O Ministério da Saúde informou no último domingo que foram encontrados dois novos pacientes com o vírus da gripe H1N1 no Brasil, agora totalizando oito casos confirmados no país.

"Eu acho que essa gripe não é do tamanho que parecia que ia ser, porque se vendeu uma gripe que já tinha tomado conta do mundo inteiro.

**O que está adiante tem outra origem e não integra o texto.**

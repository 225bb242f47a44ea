//! Micheline JSON helpers.
//!
//! The pipeline never encodes Micheline to binary. It builds a few small values
//! (setter arguments, storage maps), digs packed bytes out of compiler output,
//! and renders values as Michelson text for tools that do not accept JSON.

use serde_json::{json, Value};

/// `Pair <bytes> <index>`, the record `{ func; index }` after field sorting.
pub fn pair_bytes_index(bytes: &[u8], index: u32) -> Value {
    json!({
        "prim": "Pair",
        "args": [
            { "bytes": hex::encode(bytes) },
            { "int": index.to_string() }
        ]
    })
}

/// A `big_map nat bytes` literal: `{ Elt 0 0x..; Elt 1 0x.. }`.
pub fn big_map_literal<'a>(entries: impl IntoIterator<Item = (u32, &'a [u8])>) -> Value {
    Value::Array(
        entries
            .into_iter()
            .map(|(index, bytes)| {
                json!({
                    "prim": "Elt",
                    "args": [
                        { "int": index.to_string() },
                        { "bytes": hex::encode(bytes) }
                    ]
                })
            })
            .collect(),
    )
}

/// Decode a `{ "bytes": "..." }` node.
pub fn as_bytes(value: &Value) -> Option<Vec<u8>> {
    value
        .get("bytes")
        .and_then(Value::as_str)
        .and_then(|s| hex::decode(s).ok())
}

/// Find the packed lambda for `index` inside a compiled setter expression.
///
/// Depth-first search for a `Pair` whose first argument is a bytes node and
/// whose second is the int `index`. The position of the record inside the
/// contract's parameter type varies, so the shape is matched instead of a path.
pub fn find_packed_fragment(value: &Value, index: u32) -> Option<Vec<u8>> {
    match value {
        Value::Object(obj) => {
            if obj.get("prim").and_then(Value::as_str) == Some("Pair") {
                if let Some(args) = obj.get("args").and_then(Value::as_array) {
                    if args.len() == 2 {
                        let index_matches = args[1]
                            .get("int")
                            .and_then(Value::as_str)
                            .map(|i| i == index.to_string())
                            .unwrap_or(false);
                        if index_matches {
                            if let Some(bytes) = as_bytes(&args[0]) {
                                return Some(bytes);
                            }
                        }
                    }
                }
            }
            obj.get("args")
                .and_then(Value::as_array)
                .and_then(|args| args.iter().find_map(|a| find_packed_fragment(a, index)))
        }
        Value::Array(items) => items.iter().find_map(|v| find_packed_fragment(v, index)),
        _ => None,
    }
}

/// Render a Micheline JSON value as Michelson source text.
pub fn to_michelson(value: &Value) -> String {
    let mut out = String::new();
    write_node(value, false, &mut out);
    out
}

fn write_node(value: &Value, nested: bool, out: &mut String) {
    match value {
        Value::Array(items) => {
            out.push('{');
            for (i, item) in items.iter().enumerate() {
                out.push_str(if i == 0 { " " } else { " ; " });
                write_node(item, false, out);
            }
            out.push_str(if items.is_empty() { "}" } else { " }" });
        }
        Value::Object(obj) => {
            if let Some(int) = obj.get("int").and_then(Value::as_str) {
                out.push_str(int);
            } else if let Some(s) = obj.get("string").and_then(Value::as_str) {
                out.push('"');
                for c in s.chars() {
                    match c {
                        '"' => out.push_str("\\\""),
                        '\\' => out.push_str("\\\\"),
                        '\n' => out.push_str("\\n"),
                        _ => out.push(c),
                    }
                }
                out.push('"');
            } else if let Some(bytes) = obj.get("bytes").and_then(Value::as_str) {
                out.push_str("0x");
                out.push_str(bytes);
            } else if let Some(prim) = obj.get("prim").and_then(Value::as_str) {
                let args = obj
                    .get("args")
                    .and_then(Value::as_array)
                    .map(Vec::as_slice)
                    .unwrap_or(&[]);
                let annots = obj
                    .get("annots")
                    .and_then(Value::as_array)
                    .map(Vec::as_slice)
                    .unwrap_or(&[]);
                let wrap = nested && (!args.is_empty() || !annots.is_empty());
                if wrap {
                    out.push('(');
                }
                out.push_str(prim);
                for annot in annots.iter().filter_map(Value::as_str) {
                    out.push(' ');
                    out.push_str(annot);
                }
                for arg in args {
                    out.push(' ');
                    write_node(arg, true, out);
                }
                if wrap {
                    out.push(')');
                }
            }
        }
        _ => {}
    }
}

Ou seja, eu penso que ela existe, ela é grave, mas aqui no Brasil nós estamos cuidando para evitar que se alastre para outras pessoas", comentou.

Segundo o ministério, o número de casos considerados suspeitos da gripe H1N1 no Brasil caiu de 30 para 18. O número de casos em monitoramento permanece em 25.

O Estado de São Paulo concentra a maioria dos casos suspeitos, com seis pacientes, seguido por Distrito Federal (3), Rio de Janeiro (2), Pernambuco (2), Minas Gerais (1), Paraná (1), Santa Catarina (1), Ceará (1) e Rondônia (1).

ENCHENTES

Lula também demonstrou preocupação com as consequências das intensas chuvas e enchentes no Nordeste e da seca em outras regiões do país.

"É o momento em que os prefeitos, os governos estaduais e a Defesa Civil têm que trabalhar para fazer um levantamento para, a partir desse levantamento, o governo federal enviar ao Congresso Nacional uma medida provisória liberando dinheiro para que a gente possa recuperar os estragos que a chuva fez", afirmou.

De acordo com a Defesa Civil, fortes chuvas atingiram 11 Estados --Ceará, Maranhão, Piauí, Paraíba, Rio Grande do Norte, Bahia, Alagoas, Amazonas, Pará, Pernambuco e Santa Catarina-- e já deixaram mais de 126 mil pessoas desabrigadas e 44 mortos.